Clinical Trial Details
— Status: Recruiting
Administrative data
NCT number |
NCT02964390 |
Other study ID # |
002 |
Secondary ID |
|
Status |
Recruiting |
Phase |
N/A
|
First received |
|
Last updated |
|
Start date |
July 2013 |
Est. completion date |
December 2023 |
Study information
Verified date |
August 2021 |
Source |
Department of Pulmonary Circulation and Thromboembolic Diseases, Medical Center for Postgraduate Med |
Contact |
Marcin Kurzyna, MD, PhD |
Phone |
+48-22-7103052 |
Email |
marcin.kurzyna[@]ecz-otwock.pl |
Is FDA regulated |
No |
Health authority |
|
Study type |
Interventional
|
Clinical Trial Summary
Balloon pulmonary angioplasty (BPA) emerged as a potential therapeutic option for
non-operable patients with chronic thromboembolic pulmonary hypertension (CTEPH).
The aim of this study was to evaluate the safety and efficacy of BPA in patients disqualified
from surgery or suffered from persistent CTEPH despite pulmonary endarterectomy.
This is a interventional study analyzing the benefits and the risk of BPA. Clinical
evaluation, including: functional capacity, 6-minutes walking test, haemodynamics,
biomarkers, cardiopulmonary exercise test, echocardiography, electrocardiography and QoL
assessment with Short Form 36 (SF36) questionnaire was performed before the initiation
therapy of BPA, and 3-6 months after last session of BPA.
Description:
Chronic thromboembolic pulmonary hypertension (CTEPH) is a rare but potentially
life-threatening disease of the pulmonary circulation. Management of CTEPH requires precise
differential diagnosis, long life anticoagulation when confirmed and qualification for
surgical treatment by an experienced multidisciplinary team. The gold standard of treatment
in operable patients is pulmonary endarterectomy (PEA), which is highly effective in
restoring functional status and improving life expectancy. Nevertheless, even in the leading
CTEPH referral centres almost 50% patients remain on medical treatment alone, with grim
perspectives regarding life quality and expectancy. Recently, balloon pulmonary angioplasty
(BPA) has emerged as a promising new interventional option in non-operable CTEPH.
The development BPA was far from rapid. It took 13 years from the first case-report to the
publication of a first series of 17 patients treated with BPA in Boston/US and another 13
years until the results of first European series of 20 patients has been reported from
Oslo/Norway. In Poland BPA was started to perform in non-operable CTEPH patients in 2013,
motivated by their expected poor prognosis, when compared to those to whom surgical PEA was
offered.
The aim of this study is an analysis of efficacy and safety of BPA procedure.

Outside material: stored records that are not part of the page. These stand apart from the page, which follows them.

use glam::Vec2;
use hecs::{Entity, World};

use crate::components::{Body, Faction, Health, Platform, Position};

/// Axis-aligned box in world space.
#[derive(Debug, Clone, Copy, PartialEq)]
pub struct Aabb {
    pub min: Vec2,
    pub max: Vec2,
}

impl Aabb {
    pub fn from_center(center: Vec2, half_extents: Vec2) -> Self {
        Self {
            min: center - half_extents,
            max: center + half_extents,
        }
    }

    pub fn of_platform(platform: &Platform) -> Self {
        Self {
            min: platform.min,
            max: platform.max,
        }
    }

    pub fn center(&self) -> Vec2 {
        (self.min + self.max) * 0.5
    }

    /// Strict overlap: boxes that only share an edge do not overlap.
    pub fn overlaps(&self, other: &Aabb) -> bool {
        self.min.x < other.max.x
            && self.max.x > other.min.x
            && self.min.y < other.max.y
            && self.max.y > other.min.y
    }

    pub fn contains(&self, point: Vec2) -> bool {
        point.x >= self.min.x && point.x <= self.max.x && point.y >= self.min.y && point.y <= self.max.y
    }

    pub fn closest_point(&self, point: Vec2) -> Vec2 {
        point.clamp(self.min, self.max)
    }
}

/// How to push a moving box out of a static one.
#[derive(Debug, Clone, Copy, PartialEq)]
pub struct Contact {
    /// Unit axis pointing from the static box toward the moving one.
    pub normal: Vec2,
    pub depth: f32,
}

/// Separate `moving` from `fixed` along the axis of least penetration.
/// All returned normals point from `fixed` toward `moving`.
pub fn box_contact(moving: &Aabb, fixed: &Aabb) -> Option<Contact> {
    if !moving.overlaps(fixed) {
        return None;
    }
    let push_right = fixed.max.x - moving.min.x;
    let push_left = moving.max.x - fixed.min.x;
    let push_up = fixed.max.y - moving.min.y;
    let push_down = moving.max.y - fixed.min.y;

    let (normal, depth) = [
        (Vec2::X, push_right),
        (Vec2::NEG_X, push_left),
        (Vec2::Y, push_up),
        (Vec2::NEG_Y, push_down),
    ]
    .into_iter()
    .min_by(|a, b| a.1.total_cmp(&b.1))?;

    Some(Contact { normal, depth })
}

pub fn circle_overlaps_box(center: Vec2, radius: f32, aabb: &Aabb) -> bool {
    aabb.closest_point(center).distance_squared(center) <= radius * radius
}

/// Pairs of living actors from opposite factions whose bodies overlap.
/// Each pair is reported once, player-faction entity first.
pub fn hostile_overlaps(world: &World) -> Vec<(Entity, Entity)> {
    let actors: Vec<(Entity, Aabb, Faction)> = world
        .query::<(&Position, &Body, &Faction, &Health)>()
        .iter()
        .filter(|(_e, (_p, _b, _f, health))| !health.is_depleted())
        .map(|(e, (pos, body, faction, _h))| (e, Aabb::from_center(pos.0, body.half_extents), *faction))
        .collect();

    let mut pairs = Vec::new();
    for (i, (a, box_a, faction_a)) in actors.iter().enumerate() {
        for (b, box_b, faction_b) in &actors[i + 1..] {
            if faction_a == faction_b || !box_a.overlaps(box_b) {
                continue;
            }
            if *faction_a == Faction::Player {
                pairs.push((*a, *b));
            } else {
                pairs.push((*b, *a));
            }
        }
    }
    pairs
}

#[cfg(test)]
mod tests {
    use super::*;

    #[test]
    fn landing_pushes_up() {
        let floor = Aabb { min: Vec2::new(-10.0, -1.0), max: Vec2::new(10.0, 0.0) };
        let body = Aabb::from_center(Vec2::new(0.0, 0.85), Vec2::new(0.4, 0.9));
        let contact = box_contact(&body, &floor).expect("overlap");
        assert_eq!(contact.normal, Vec2::Y);
        assert!((contact.depth - 0.05).abs() < 1e-5);
    }

    #[test]
    fn wall_pushes_sideways() {
        let wall = Aabb { min: Vec2::new(5.0, 0.0), max: Vec2::new(6.0, 10.0) };
        let body = Aabb::from_center(Vec2::new(4.7, 3.0), Vec2::new(0.4, 0.9));
        let contact = box_contact(&body, &wall).expect("overlap");
        assert_eq!(contact.normal, Vec2::NEG_X);
    }

    #[test]
    fn touching_edges_do_not_collide() {
        let floor = Aabb { min: Vec2::new(-10.0, -1.0), max: Vec2::new(10.0, 0.0) };
        let body = Aabb::from_center(Vec2::new(0.0, 0.9), Vec2::new(0.4, 0.9));
        assert!(box_contact(&body, &floor).is_none());
    }

    #[test]
    fn circle_against_box() {
        let b = Aabb { min: Vec2::ZERO, max: Vec2::ONE };
        assert!(circle_overlaps_box(Vec2::new(1.05, 0.5), 0.1, &b));
        assert!(!circle_overlaps_box(Vec2::new(1.2, 0.5), 0.1, &b));
        assert!(circle_overlaps_box(Vec2::new(0.5, 0.5), 0.01, &b));
    }
}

The BPA is performed by two senior interventional specialist - cardiologist and radiologist
with extensive experience in coronary, pulmonary and general vessel interventions supported
by perfusion nurse. All patients undergoing BPA are given informed consent before the first
BPA intervention. The limited experience with and experimental nature of BPA are emphasised
to candidates.
A standard BPA procedure is typically performed from the right femoral vein, with
anticoagulation of unfractionated heparin in periprocedural period. A long (70 or 90 cm)
sheath is introduced into the pulmonary trunk with support of pigtail catheter. Selective and
super-selective catheterisation of lobar arteries, segmental and when appropriate
subsegmental arteries is performed to demonstrate variety of clots: "webs", "rings",
"occlusions", "pouch" lesions and reduction of parenchymal opacification after injection of
vascular contrast medium. Balloon catheters (diameter 1.25-6.0 mm) are positioned over the
selected lesion and dilated for several seconds. Immediate selective angiography is performed
after dilation to confirm satisfactory results which presented the improvement of contrast
medium distribution and venous return. Control angiography is done to rule out residual
stenosis or signs of vessel injury. Following BPA procedure, patients are moved to ICU for 48
h surveillance.
Right before the initiation of BPA and during 3-6 months after last session, a full workup is
made, including: World Health Organization (WHO) functional class, 6-minute walking test
(6MWT), concentration of biomarkers (NT-proBNP, Troponin T, sST2), cardiopulmonary exercise
test, echocardiography, electrocardiography and right heart catheterization including
measurements of right atrial pressure (RAP), pulmonary artery pressure (PAP), pulmonary
capillary wedge pressure (PCWP), cardiac output (CO), cardiac index (CI), pulmonary vascular
resistance (PVR), mixed venous oxygenation (MVsat.O2) and systemic oxygenation (AOsatO2).
Additionally patients fill in the Short Form 36 (SF36) quality of life questionnaire before
initiation of BPA and 3-6 months after last session.